Putin, meanwhile, kept his head in the sand. Reporters who called his spokesman with questions about the ruble’s fall were told to call the Prime Minister or the Cabinet, as though the economy was not the President’s concern. The most notable item on the Kremlin’s website on Tuesday was a presidential order to prepare a “fundamental” history of the region of Crimea, which Putin annexed from Ukraine this spring. Though it was hardly a tonic for the national economy, this decree hinted at Putin’s plan for riding out the storm.

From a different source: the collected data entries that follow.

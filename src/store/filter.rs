// src/store/filter.rs

use std::fmt::Display;

/// Builder for items API query strings: equality filters
/// (`filter[field][_eq]=v`), containment filters (`filter[field][_in]=a,b`),
/// field selection and limits.
#[derive(Debug, Clone, Default)]
pub struct Query {
  params: Vec<(String, String)>,
}

impl Query {
  pub fn new() -> Self {
    Self::default()
  }

  pub fn eq(mut self, field: &str, value: impl Display) -> Self {
    self
      .params
      .push((format!("filter[{}][_eq]", field), value.to_string()));
    self
  }

  /// Containment filter. Callers must not pass an empty id set; the items
  /// API treats an empty `_in` list as malformed.
  pub fn is_in<I, V>(mut self, field: &str, values: I) -> Self
  where
    I: IntoIterator<Item = V>,
    V: Display,
  {
    let joined = values
      .into_iter()
      .map(|v| v.to_string())
      .collect::<Vec<_>>()
      .join(",");
    self.params.push((format!("filter[{}][_in]", field), joined));
    self
  }

  pub fn fields(mut self, fields: &[&str]) -> Self {
    self.params.push(("fields".to_string(), fields.join(",")));
    self
  }

  pub fn limit(mut self, limit: u32) -> Self {
    self.params.push(("limit".to_string(), limit.to_string()));
    self
  }

  pub fn params(&self) -> &[(String, String)] {
    &self.params
  }
}

#[cfg(test)]
mod tests {
  use super::*;

  #[test]
  fn builds_equality_and_containment_params() {
    let q = Query::new()
      .eq("user_id", "u1")
      .eq("status", "pending")
      .is_in("id", ["a", "b", "c"])
      .fields(&["id", "name"])
      .limit(4);

    assert_eq!(
      q.params(),
      &[
        ("filter[user_id][_eq]".to_string(), "u1".to_string()),
        ("filter[status][_eq]".to_string(), "pending".to_string()),
        ("filter[id][_in]".to_string(), "a,b,c".to_string()),
        ("fields".to_string(), "id,name".to_string()),
        ("limit".to_string(), "4".to_string()),
      ]
    );
  }
}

The annexation of Crimea, which drove Putin’s approval ratings to record highs this year, is still the main pillar propping up his popularity. But that is not likely to remain the case, according to Lev Gudkov, head of Russia’s leading independent pollster, the Levada Center. “The more people are connected to the market economy, the more critical they are of the rhetoric and demagoguery of our President,” Gudkov wrote in an analysis published on Tuesday. By spring, he predicted, public discontent would reach down to the poorest and least educated segments of the population, as economic realities they see all around them stand in ever starker contrast to the rosy picture presented on Russian state TV.
The government admitted as much on Tuesday. “We are ending the year with 15.7 million poor people nationwide,” said Olga Golodets, the Deputy Prime Minister in charge of social affairs. “And in the context of inflation their numbers will inevitably grow, especially among families with children,” she told a meeting of officials and social workers.

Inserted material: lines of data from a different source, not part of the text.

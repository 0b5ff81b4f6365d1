// src/services/checkout.rs

use crate::errors::AppError;
use crate::money::Cents;
use crate::services::cart::CartStore;
use crate::services::catalog::CatalogAccess;
use serde::Serialize;
use tracing::{info, instrument, warn};
use uuid::Uuid;

#[derive(Debug, Clone, Serialize)]
pub struct CompletedLine {
  pub order_id: Uuid,
  pub product_id: Uuid,
  pub item_name: String,
  pub quantity: i64,
  pub amount_paid: Cents,
}

#[derive(Debug, Clone, Serialize)]
pub struct FailedLine {
  pub order_id: Uuid,
  pub product_id: Uuid,
  pub reason: String,
}

/// Per-line result of a checkout. No cross-line transaction exists in the
/// backing store, so callers get the exact split instead of one boolean and
/// can render an accurate partial-success message.
#[derive(Debug, Clone, Serialize, Default)]
pub struct CheckoutOutcome {
  pub completed: Vec<CompletedLine>,
  pub failed: Vec<FailedLine>,
  pub total_paid: Cents,
}

impl CheckoutOutcome {
  pub fn is_partial(&self) -> bool {
    !self.failed.is_empty()
  }
}

/// Converts the user's pending cart into finalized orders.
///
/// Each line is finalized independently and sequentially: `amount_paid =
/// price × quantity` at the price current right now, `status=complete`,
/// `payment_message = "paid by <user name>"`. Lines already completed are
/// never rolled back when a later line fails; still-pending lines simply
/// remain in the cart view, so re-invoking checkout processes only the
/// remainder. Returns `EmptyCart` for an empty cart (no side effects) and
/// `CheckoutFailed` when every line failed (cart unchanged).
#[instrument(name = "checkout::run", skip(cart, catalog, user_name))]
pub async fn checkout(
  cart: &dyn CartStore,
  catalog: &dyn CatalogAccess,
  user_id: Uuid,
  user_name: &str,
) -> Result<CheckoutOutcome, AppError> {
  let pending = cart.list_pending(user_id).await?;
  if pending.is_empty() {
    return Err(AppError::EmptyCart);
  }

  let item_ids: Vec<Uuid> = pending.iter().map(|line| line.product_id).collect();
  let items = catalog.items_by_ids(&item_ids).await?;

  let payment_message = format!("paid by {}", user_name);
  let line_count = pending.len();
  let mut outcome = CheckoutOutcome::default();

  for order in pending {
    let Some(item) = items.get(&order.product_id) else {
      // The line cannot be priced without its catalog entry; report it
      // instead of guessing an amount.
      warn!(order_id = %order.id, product_id = %order.product_id, "Cannot price orphaned line");
      outcome.failed.push(FailedLine {
        order_id: order.id,
        product_id: order.product_id,
        reason: "item no longer in catalog".to_string(),
      });
      continue;
    };

    let amount_paid = item.price.times(order.quantity);
    match cart.complete(user_id, order.id, amount_paid, &payment_message).await {
      Ok(()) => {
        outcome.total_paid = outcome.total_paid + amount_paid;
        outcome.completed.push(CompletedLine {
          order_id: order.id,
          product_id: order.product_id,
          item_name: item.name.clone(),
          quantity: order.quantity,
          amount_paid,
        });
      }
      Err(e) => {
        warn!(order_id = %order.id, error = %e, "Order line failed to finalize");
        outcome.failed.push(FailedLine {
          order_id: order.id,
          product_id: order.product_id,
          reason: e.to_string(),
        });
      }
    }
  }

  if outcome.completed.is_empty() {
    return Err(AppError::CheckoutFailed(format!(
      "all {} order lines failed to finalize",
      line_count
    )));
  }

  info!(
    completed = outcome.completed.len(),
    failed = outcome.failed.len(),
    total_paid = %outcome.total_paid,
    "Checkout finished"
  );
  Ok(outcome)
}
// src/models/user.rs

use serde::{Deserialize, Serialize};
use uuid::Uuid;

#[derive(Debug, Clone, Serialize, Deserialize)]
pub struct User {
  pub id: Uuid,
  pub name: String,
  pub email: String,
  #[serde(default)]
  pub phone: Option<String>,
  /// Argon2 hash, stored under the collection's `password` field.
  #[serde(skip_serializing)] // Never send password hash to client
  pub password: String,
  #[serde(default, skip_serializing_if = "Option::is_none")]
  pub profile_image: Option<String>,
}
// src/models/project.rs

use serde::{Deserialize, Serialize};
use uuid::Uuid;

#[derive(Debug, Clone, Serialize, Deserialize)]
pub struct Project {
  pub id: Uuid,
  pub user_id: Uuid,
  pub name: String,
  #[serde(rename = "type")]
  pub project_type: String,
  #[serde(default)]
  pub client_name: Option<String>,
  #[serde(default)]
  pub client_contact: Option<String>,
  pub location: String,
  #[serde(default)]
  pub description: Option<String>,
  pub budget: f64,
  pub start_date: String,
  #[serde(default)]
  pub deadline: Option<String>,
  #[serde(default)]
  pub materials: Option<String>,
  #[serde(default)]
  pub contractors: Option<String>,
  #[serde(default)]
  pub permits: Option<String>,
  #[serde(default)]
  pub safety: Option<String>,
  #[serde(default)]
  pub media: Vec<serde_json::Value>,
  /// false while the project is active; flipped by the owner when done.
  #[serde(default)]
  pub status: bool,
}
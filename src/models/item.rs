// src/models/item.rs

use crate::money::Cents;
use serde::{Deserialize, Serialize};
use uuid::Uuid;

/// A purchasable catalog entry from the `shop` collection.
///
/// Read-only from the cart's perspective. The price here is authoritative
/// at read time; the cart never caches a price snapshot and checkout
/// re-reads the current price.
#[derive(Debug, Clone, Serialize, Deserialize)]
pub struct Item {
  pub id: Uuid,
  pub name: String,
  #[serde(default)]
  pub description: Option<String>,
  pub price: Cents,
  #[serde(default)]
  pub category: Option<String>,
  #[serde(default)]
  pub subcategory: Option<String>,
  /// Asset references managed by the items API; opaque to this server.
  #[serde(default)]
  pub media: Vec<serde_json::Value>,
}
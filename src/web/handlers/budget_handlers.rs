// src/web/handlers/budget_handlers.rs

use actix_web::{web, HttpResponse};
use serde::Deserialize;
use serde_json::json;
use tracing::{info, instrument};
use uuid::Uuid;

use crate::errors::AppError;
use crate::models::Budget;
use crate::state::AppState;
use crate::web::session::SessionUser;

pub const BUDGETS_COLLECTION: &str = "budgets";

#[derive(Deserialize, Debug)]
pub struct CreateBudgetPayload {
  #[serde(rename = "projectId")]
  pub project_id: Uuid,
  #[serde(rename = "totalBudget")]
  pub total_budget: f64,
  pub components: Vec<serde_json::Value>,
}

#[derive(Deserialize, Debug)]
pub struct EditBudgetPayload {
  pub project_id: Uuid,
  #[serde(rename = "totalBudget")]
  pub total_budget: f64,
  pub components: Option<Vec<serde_json::Value>>,
}

/// `POST /budget` — create a budget breakdown for a project.
#[instrument(name = "handler::create_budget", skip(app_state, payload, user), fields(user_id = %user.id))]
pub async fn create_budget_handler(
  app_state: web::Data<AppState>,
  payload: web::Json<CreateBudgetPayload>,
  user: SessionUser,
) -> Result<HttpResponse, AppError> {
  let b = payload.into_inner();

  if b.total_budget <= 0.0 {
    return Err(AppError::Validation("Invalid request data".to_string()));
  }

  let budget: Budget = app_state
    .items
    .create(
      BUDGETS_COLLECTION,
      &json!({
        "user_id": user.id,
        "project_id": b.project_id,
        "totalBudget": b.total_budget,
        "components": b.components,
      }),
    )
    .await?;

  info!(budget_id = %budget.id, project_id = %budget.project_id, "Budget created");
  Ok(HttpResponse::Created().json(json!({
    "message": "Budget created successfully",
    "budget": budget,
  })))
}

/// `POST /edit-budget/{id}`
#[instrument(name = "handler::edit_budget", skip(app_state, payload, user), fields(user_id = %user.id))]
pub async fn edit_budget_handler(
  app_state: web::Data<AppState>,
  path: web::Path<Uuid>,
  payload: web::Json<EditBudgetPayload>,
  user: SessionUser,
) -> Result<HttpResponse, AppError> {
  let budget_id = path.into_inner();
  let b = payload.into_inner();

  if b.total_budget <= 0.0 {
    return Err(AppError::Validation("Please fill in required fields".to_string()));
  }

  app_state
    .items
    .patch(
      BUDGETS_COLLECTION,
      budget_id,
      &json!({
        "project_id": b.project_id,
        "totalBudget": b.total_budget,
        "components": b.components,
      }),
    )
    .await?;

  Ok(HttpResponse::Ok().json(json!({ "message": "Budget updated successfully" })))
}

/// `DELETE /budget/{id}`
#[instrument(name = "handler::delete_budget", skip(app_state, _user))]
pub async fn delete_budget_handler(
  app_state: web::Data<AppState>,
  path: web::Path<Uuid>,
  _user: SessionUser,
) -> Result<HttpResponse, AppError> {
  let budget_id = path.into_inner();
  app_state.items.delete(BUDGETS_COLLECTION, budget_id).await?;

  Ok(HttpResponse::Ok().json(json!({ "message": "Budget deleted" })))
}
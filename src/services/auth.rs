// src/services/auth.rs

//! Password hashing and verification.

use crate::errors::AppError;
use argon2::{
  password_hash::{rand_core::OsRng, PasswordHash, PasswordHasher, PasswordVerifier, SaltString},
  Argon2,
};
use tracing::{debug, error, instrument};

/// Hashes a plain-text password using Argon2 with a fresh random salt.
#[instrument(name = "auth::hash_password", skip(password), err(Display))]
pub fn hash_password(password: &str) -> Result<String, AppError> {
  if password.is_empty() {
    return Err(AppError::Validation("Password cannot be empty.".to_string()));
  }

  let salt = SaltString::generate(&mut OsRng);
  let argon2_hasher = Argon2::default();

  match argon2_hasher.hash_password(password.as_bytes(), &salt) {
    Ok(password_hash_obj) => Ok(password_hash_obj.to_string()),
    Err(argon_err) => {
      error!(error = %argon_err, "Argon2 password hashing failed.");
      Err(AppError::Internal(format!("Password hashing process failed: {}", argon_err)))
    }
  }
}

/// Verifies a plain-text password against a stored Argon2 hash.
///
/// Returns `Ok(false)` on a mismatch; only a malformed stored hash or an
/// internal Argon2 failure is an error.
#[instrument(name = "auth::verify_password", skip(stored_hash, provided_password), err(Display))]
pub fn verify_password(stored_hash: &str, provided_password: &str) -> Result<bool, AppError> {
  if stored_hash.is_empty() || provided_password.is_empty() {
    return Ok(false);
  }

  let parsed_hash = match PasswordHash::new(stored_hash) {
    Ok(ph) => ph,
    Err(parse_err) => {
      error!(error = %parse_err, "Failed to parse stored password hash string.");
      return Err(AppError::Internal(format!(
        "Invalid stored password hash format: {}",
        parse_err
      )));
    }
  };

  match Argon2::default().verify_password(provided_password.as_bytes(), &parsed_hash) {
    Ok(()) => Ok(true),
    Err(argon2::password_hash::Error::Password) => {
      debug!("Password verification failed: passwords do not match.");
      Ok(false)
    }
    Err(other_argon_err) => {
      error!(error = %other_argon_err, "Argon2 password verification process encountered an error.");
      Err(AppError::Internal(format!(
        "Password verification process failed: {}",
        other_argon_err
      )))
    }
  }
}
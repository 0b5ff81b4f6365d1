// src/state.rs

use crate::config::AppConfig;
use crate::services::{CartStore, CatalogAccess};
use crate::store::ItemsClient;
use std::sync::Arc;

/// Shared application state, constructed once in `main` and handed to every
/// handler. The cart and catalog sit behind traits so tests can swap in
/// in-memory fakes.
#[derive(Clone)]
pub struct AppState {
  pub config: Arc<AppConfig>,
  pub items: Arc<ItemsClient>,
  pub catalog: Arc<dyn CatalogAccess>,
  pub cart: Arc<dyn CartStore>,
}
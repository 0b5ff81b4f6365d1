// src/web/handlers/cart_handlers.rs

use actix_session::Session;
use actix_web::{web, HttpResponse};
use serde::Deserialize;
use serde_json::json;
use tracing::{error, info, instrument};
use uuid::Uuid;

use crate::errors::AppError;
use crate::services::{build_cart_view, checkout, CartView};
use crate::state::AppState;
use crate::web::session::{redirect_to_login, SessionUser};

#[derive(Deserialize, Debug)]
pub struct UpdateCartPayload {
  pub order_id: Uuid,
  pub quantity: i64,
}

/// `GET /cart` — the user's pending lines joined with catalog data.
///
/// Page-style route: no session redirects to `/login`; a store failure
/// degrades to an empty view instead of an error page.
#[instrument(name = "handler::cart_page", skip(app_state, session))]
pub async fn cart_page_handler(app_state: web::Data<AppState>, session: Session) -> HttpResponse {
  let Some(user) = SessionUser::from_session(&session) else {
    return redirect_to_login();
  };

  let view = match build_cart_view(app_state.cart.as_ref(), app_state.catalog.as_ref(), user.id).await {
    Ok(view) => view,
    Err(e) => {
      error!(user_id = %user.id, error = %e, "Failed to build cart view, degrading to empty cart");
      CartView::default()
    }
  };

  HttpResponse::Ok().json(json!({
    "user": user,
    "cartItems": view.lines,
    "grandTotal": view.grand_total,
  }))
}

/// `POST /cart/update` — overwrite a line's quantity; zero or less removes
/// the line.
#[instrument(
  name = "handler::update_cart",
  skip(app_state, payload, user),
  fields(user_id = %user.id, order_id = %payload.order_id, quantity = %payload.quantity)
)]
pub async fn update_cart_handler(
  app_state: web::Data<AppState>,
  payload: web::Json<UpdateCartPayload>,
  user: SessionUser,
) -> Result<HttpResponse, AppError> {
  app_state
    .cart
    .set_quantity(user.id, payload.order_id, payload.quantity)
    .await?;

  Ok(HttpResponse::Ok().json(json!({ "message": "Cart updated" })))
}

/// `POST /cart/checkout` — finalize all pending lines.
///
/// Partial success is a 200 with the per-line split; only an empty cart
/// (400) or every line failing (500) is an error.
#[instrument(name = "handler::checkout", skip(app_state, user), fields(user_id = %user.id))]
pub async fn checkout_handler(
  app_state: web::Data<AppState>,
  user: SessionUser,
) -> Result<HttpResponse, AppError> {
  let outcome = checkout(app_state.cart.as_ref(), app_state.catalog.as_ref(), user.id, &user.name).await?;

  let message = if outcome.is_partial() {
    format!(
      "Checkout partially completed: {} of {} items processed",
      outcome.completed.len(),
      outcome.completed.len() + outcome.failed.len()
    )
  } else {
    "Order placed successfully".to_string()
  };

  info!(
    user_id = %user.id,
    completed = outcome.completed.len(),
    failed = outcome.failed.len(),
    "Checkout request finished"
  );

  Ok(HttpResponse::Ok().json(json!({
    "message": message,
    "completed": outcome.completed,
    "failed": outcome.failed,
    "totalPaid": outcome.total_paid,
  })))
}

That’s a startling prospect for a nation that has seen a steady decline in the poverty rate since Putin came to power. But when the Cabinet held an emergency meeting on Tuesday to discuss the ruble crisis, the ministers failed to come up with any concrete measures to prevent the economy from sinking into a deep depression next year. Already there is talk of Russia being forced to introduce capital controls, or imposing restrictions on foreign trading to make it harder to sell off rubles. That might be enough to save the economy, but it would damage domestic firms and outrage the business elites who have been among Putin’s closest supporters.
As the recession takes hold, the state’s most reliable means of deflecting public outrage will, as usual, involve blaming the West. So far pro-Kremlin news outlets have tended to avoid blaming the fall in the oil price on some kind of American conspiracy, but Putin will be tempted to offer the public such fables as the economy continues to sink. “This is the only answer,” says Kirill Petrov, chief analyst at Minchenko Consulting, a Kremlin-connected political-advisory firm. “This line would be effective, at least in the short term.”

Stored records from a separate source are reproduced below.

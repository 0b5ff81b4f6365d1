// src/web/handlers/project_handlers.rs

use actix_web::{web, HttpResponse};
use serde::Deserialize;
use serde_json::json;
use tracing::{info, instrument};

use crate::errors::AppError;
use crate::models::Project;
use crate::state::AppState;
use crate::web::session::SessionUser;

pub const PROJECTS_COLLECTION: &str = "projects";

#[derive(Deserialize, Debug)]
pub struct NewProjectPayload {
  pub name: String,
  #[serde(rename = "type")]
  pub project_type: String,
  pub client_name: Option<String>,
  pub client_contact: Option<String>,
  pub location: String,
  pub description: Option<String>,
  pub budget: f64,
  pub start_date: String,
  pub end_date: Option<String>,
  pub materials: Option<String>,
  pub contractors: Option<String>,
  pub permits: Option<String>,
  pub safety: Option<String>,
}

/// `POST /new-project` — create a project owned by the session user.
/// Attachment upload is handled by the items API directly and is out of
/// scope here.
#[instrument(name = "handler::new_project", skip(app_state, payload, user), fields(user_id = %user.id))]
pub async fn new_project_handler(
  app_state: web::Data<AppState>,
  payload: web::Json<NewProjectPayload>,
  user: SessionUser,
) -> Result<HttpResponse, AppError> {
  let p = payload.into_inner();

  if p.name.trim().is_empty() || p.project_type.trim().is_empty() || p.location.trim().is_empty() || p.start_date.trim().is_empty() {
    return Err(AppError::Validation(
      "Please fill in all required fields".to_string(),
    ));
  }

  let project: Project = app_state
    .items
    .create(
      PROJECTS_COLLECTION,
      &json!({
        "name": p.name,
        "type": p.project_type,
        "client_name": p.client_name,
        "client_contact": p.client_contact,
        "location": p.location,
        "description": p.description,
        "budget": p.budget,
        "start_date": p.start_date,
        "deadline": p.end_date,
        "materials": p.materials,
        "contractors": p.contractors,
        "permits": p.permits,
        "safety": p.safety,
        "status": false,
        "user_id": user.id,
      }),
    )
    .await?;

  info!(project_id = %project.id, "Project created");
  Ok(HttpResponse::Created().json(json!({
    "message": "Project created successfully",
    "project": project,
  })))
}
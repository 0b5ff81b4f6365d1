// src/money.rs

//! Fixed-point money handling for cart and checkout totals.
//!
//! The items API stores prices as decimals and returns them either as JSON
//! strings ("10.00") or bare numbers. Everything here is carried as integer
//! cents so that `price * quantity` sums never go through binary floats for
//! the string form.

use serde::de::{self, Deserializer};
use serde::ser::Serializer;
use serde::{Deserialize, Serialize};
use std::fmt;
use std::iter::Sum;
use std::ops::Add;

/// An amount of money in integer cents.
#[derive(Debug, Clone, Copy, PartialEq, Eq, PartialOrd, Ord, Default)]
pub struct Cents(pub i64);

impl Cents {
  pub const ZERO: Cents = Cents(0);

  /// Parses a decimal string such as "10", "10.5" or "10.00" into cents.
  ///
  /// At most two fractional digits are accepted; the items API stores
  /// prices as `decimal(10,2)`.
  pub fn from_decimal_str(s: &str) -> Result<Self, String> {
    let trimmed = s.trim();
    if trimmed.is_empty() {
      return Err("empty amount".to_string());
    }
    let (negative, unsigned) = match trimmed.strip_prefix('-') {
      Some(rest) => (true, rest),
      None => (false, trimmed),
    };
    let (whole_part, frac_part) = match unsigned.split_once('.') {
      Some((w, f)) => (w, f),
      None => (unsigned, ""),
    };
    if whole_part.is_empty() && frac_part.is_empty() {
      return Err(format!("malformed amount '{}'", s));
    }
    if frac_part.len() > 2 {
      return Err(format!("too many fractional digits in '{}'", s));
    }
    let whole: i64 = if whole_part.is_empty() {
      0
    } else {
      whole_part
        .parse()
        .map_err(|_| format!("malformed amount '{}'", s))?
    };
    let frac: i64 = if frac_part.is_empty() {
      0
    } else {
      let padded = format!("{:0<2}", frac_part);
      padded
        .parse()
        .map_err(|_| format!("malformed amount '{}'", s))?
    };
    let cents = whole
      .checked_mul(100)
      .and_then(|w| w.checked_add(frac))
      .ok_or_else(|| format!("amount '{}' out of range", s))?;
    Ok(Cents(if negative { -cents } else { cents }))
  }

  /// Multiplies a unit price by a line quantity, saturating on overflow.
  pub fn times(self, quantity: i64) -> Cents {
    Cents(self.0.saturating_mul(quantity))
  }

  /// Renders the amount as a two-decimal string, e.g. "35.00".
  pub fn to_decimal_string(self) -> String {
    let sign = if self.0 < 0 { "-" } else { "" };
    let abs = self.0.unsigned_abs();
    format!("{}{}.{:02}", sign, abs / 100, abs % 100)
  }
}

impl fmt::Display for Cents {
  fn fmt(&self, f: &mut fmt::Formatter<'_>) -> fmt::Result {
    write!(f, "{}", self.to_decimal_string())
  }
}

impl Add for Cents {
  type Output = Cents;

  fn add(self, rhs: Cents) -> Cents {
    Cents(self.0.saturating_add(rhs.0))
  }
}

impl Sum for Cents {
  fn sum<I: Iterator<Item = Cents>>(iter: I) -> Cents {
    iter.fold(Cents::ZERO, Add::add)
  }
}

impl Serialize for Cents {
  fn serialize<S: Serializer>(&self, serializer: S) -> Result<S::Ok, S::Error> {
    serializer.serialize_str(&self.to_decimal_string())
  }
}

// The items API is not consistent about decimal encoding, so accept both
// string and number forms when deserializing.
#[derive(Deserialize)]
#[serde(untagged)]
enum RawAmount {
  Text(String),
  Number(f64),
}

impl<'de> Deserialize<'de> for Cents {
  fn deserialize<D: Deserializer<'de>>(deserializer: D) -> Result<Self, D::Error> {
    match RawAmount::deserialize(deserializer)? {
      RawAmount::Text(s) => Cents::from_decimal_str(&s).map_err(de::Error::custom),
      RawAmount::Number(n) => {
        if !n.is_finite() {
          return Err(de::Error::custom("non-finite amount"));
        }
        Ok(Cents((n * 100.0).round() as i64))
      }
    }
  }
}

Still, the Kremlin seems to recognize that, in the longer term, it cannot continue its struggle with the West over Ukraine without piling ever more strain on the Russian economy. That much has been clear from Putin’s softer tone toward Ukraine during the recent drop in the ruble’s value. On Tuesday, Russian Foreign Minister Sergei Lavrov even denied that Moscow has “any difficulties” in its dialogue with Ukrainian leaders, and his American counterpart, Secretary of State John Kerry, said the same day that Russia has been making “constructive moves” toward resolving the Ukrainian conflict.
It’s not likely to be enough to persuade the U.S. to ease the pressure on Russia’s economy. Indeed, President Barack Obama is expected later this week to sign a bill piling more sanctions on Russian state companies and businessmen. That may provide fresh ammunition for Putin’s anti-American rhetoric, but it could worsen what is already a dire economic situation at home. And if the President continues trying to dismiss those problems as the necessary price of his foreign policy, the core promise of stability that he made to his people upon taking power will crumble along with his country’s currency. At this rate of economic decline, the “wild ’90s” could wind up feeling tame in comparison with what’s to come.